Ma Vincenza Costantini fa uso soprattutto della terracotta, la materia già cara agli Etruschi e adorata da Arturo Martini, ed è nelle sculture in terracotta che raggiunge i risultati più alti. Ella si cimenta con il corpo femminile o con la figura umana, che è tornata ad assumere un ruolo centrale nel mondo sempre più artificiale in cui viviamo. Conosce, ovviamente, i grandi scultori figurativi italiani della seconda metà del secolo scorso, quali Marino Marini, Manzù, Greco, Fazzini, ma possiede rispetto ad essi una nuova sensibilità, una inquietudine tipica degli artisti odierni, una sua propria personale autonomia espressiva, come appare in Sognando il vero, Pensiero notturno, Costrizione, etc. Sognando il vero è un titolo emblematico: la scultrice mira a raggiungere il vero attraverso il sogno, ossia attraverso una visione onirica della realtà, arricchendo il realismo con un elemento surreale e realizzando una idea attuale del bello.

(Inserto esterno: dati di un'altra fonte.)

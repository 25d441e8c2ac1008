//! File format parsers and readers

pub mod coerce;
pub mod delimited;
pub mod reader;

pub use delimited::{RecordParser, plan_partitions};
pub use reader::{DelimitedConfig, Partition, PartitionPlan, RawRecord, ShapeError};
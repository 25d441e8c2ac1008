use anyhow::Result;
use serde::{Deserialize, Serialize};

/// Half-open byte range `[start, end)` into the mapped source file
///
/// Both ends sit immediately after a record delimiter, or on the start of the
/// data region / end of file.
#[derive(Debug, Clone, Copy, PartialEq, Eq, Serialize, Deserialize)]
pub struct ByteRange {
    pub start: u64,
    pub end: u64,
}

impl ByteRange {
    pub fn len(&self) -> u64 {
        self.end - self.start
    }

    pub fn is_empty(&self) -> bool {
        self.start >= self.end
    }
}

/// A partition of the source file assigned to exactly one worker
#[derive(Debug, Clone, PartialEq, Eq, Serialize, Deserialize)]
pub struct Partition {
    pub partition_id: u32,
    #[serde(flatten)]
    pub range: ByteRange,
    /// 1-based line number of the first record in the file (the header is line 1)
    pub first_line: u64,
    /// Exact number of records in the range
    pub records: u64,
}

/// Output of the partitioner for one source file
#[derive(Debug, Clone)]
pub struct PartitionPlan {
    /// Data region after the header line
    pub data: ByteRange,
    /// Exact record count of the data region
    pub total_records: u64,
    pub partitions: Vec<Partition>,
}

/// A parsed record whose field count matches the dataset
#[derive(Debug, Clone, PartialEq)]
pub struct RawRecord {
    pub fields: Vec<String>,
}

impl RawRecord {
    /// Accept `fields` only if it has exactly `expected` entries
    pub fn validate(fields: Vec<String>, expected: usize) -> Result<Self, ShapeError> {
        if fields.len() == expected {
            Ok(Self { fields })
        } else {
            Err(ShapeError::FieldCount {
                expected,
                found: fields.len(),
                fields,
            })
        }
    }

    pub fn field(&self, index: usize) -> &str {
        &self.fields[index]
    }
}

/// A record that cannot be transformed because of its shape
#[derive(Debug, Clone, PartialEq, thiserror::Error)]
pub enum ShapeError {
    #[error("expected {expected} fields, found {found}")]
    FieldCount {
        expected: usize,
        found: usize,
        fields: Vec<String>,
    },
}

/// Partition boundaries could not be placed on record delimiters
#[derive(Debug, Clone, PartialEq, Eq, thiserror::Error)]
pub enum PartitionError {
    #[error("worker count must be at least 1")]
    NoWorkers,
    #[error("no record delimiter near offset {ideal} in data region [{start}, {end})")]
    NoDelimiter { ideal: u64, start: u64, end: u64 },
}

/// Configuration for delimited file reading (CSV, TSV, etc.)
#[derive(Debug, Clone, PartialEq, Eq)]
pub struct DelimitedConfig {
    pub delimiter: u8,
    pub has_header: bool,
    pub quote: u8,
}

impl DelimitedConfig {
    /// Convert delimiter byte to string representation
    pub(crate) fn delimiter_as_string(&self) -> String {
        if self.delimiter == b'\t' {
            "\\t".to_string()
        } else {
            String::from_utf8(vec![self.delimiter])
                .unwrap_or_else(|_| format!("\\x{:02x}", self.delimiter))
        }
    }

    /// Convert quote byte to string representation
    pub(crate) fn quote_as_string(&self) -> String {
        String::from_utf8(vec![self.quote]).unwrap_or_else(|_| format!("\\x{:02x}", self.quote))
    }

    /// Create from string representations
    pub fn from_strings(delimiter: &str, has_header: bool, quote: &str) -> Result<Self> {
        let delimiter_byte = if delimiter == "\\t" {
            b'\t'
        } else if delimiter.len() == 1 {
            delimiter.as_bytes()[0]
        } else {
            anyhow::bail!("Delimiter must be a single character or \\t");
        };

        let quote_byte = if quote.len() == 1 {
            quote.as_bytes()[0]
        } else {
            anyhow::bail!("Quote must be a single character");
        };

        if delimiter_byte == b'\n' || quote_byte == b'\n' {
            anyhow::bail!("Delimiter and quote cannot be the record terminator");
        }
        if delimiter_byte == quote_byte {
            anyhow::bail!("Delimiter and quote must differ");
        }

        Ok(Self {
            delimiter: delimiter_byte,
            has_header,
            quote: quote_byte,
        })
    }

    pub fn csv() -> Self {
        Self::default()
    }

    pub fn tsv() -> Self {
        Self {
            delimiter: b'\t',
            has_header: true,
            quote: b'"',
        }
    }
}

impl Default for DelimitedConfig {
    fn default() -> Self {
        Self {
            delimiter: b',',
            has_header: true,
            quote: b'"',
        }
    }
}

La bellezza delle sue sculture è una bellezza reale, ossia una bellezza umana più che ideale, una bellezza sofferta, dolorosa, straziata, quale risulta nei volti informi, sfigurati, urlanti di alcune delle sue figure femminili. E’ la bellezza quale è consentita nei tempi sconvolgenti che ci incalzano, in cui la bellezza ideale winckelmanniana ha ceduto il posto all’estetica del brutto.
La Scenografia e il Teatro.
Un’artista sensibile come Vincenza Costantini non poteva non provarsi anche nella scenografia teatrale, come del resto molti dei giovani di oggi che avevano avuto la fortuna di seguire all’Accademia di Belle Arti di Roma un maestro come Toti Scialoja. Le manca soltanto il cinema, con il quale, come diceva Federico Fellini, la pittura ha una parentela genetica, in quanto sia il primo che la seconda non possono vivere senza la luce. Ma è molto probabile che prima o dopo aggiunga alle sua molteplici attività una esperienza affascinante come quella cinematografica.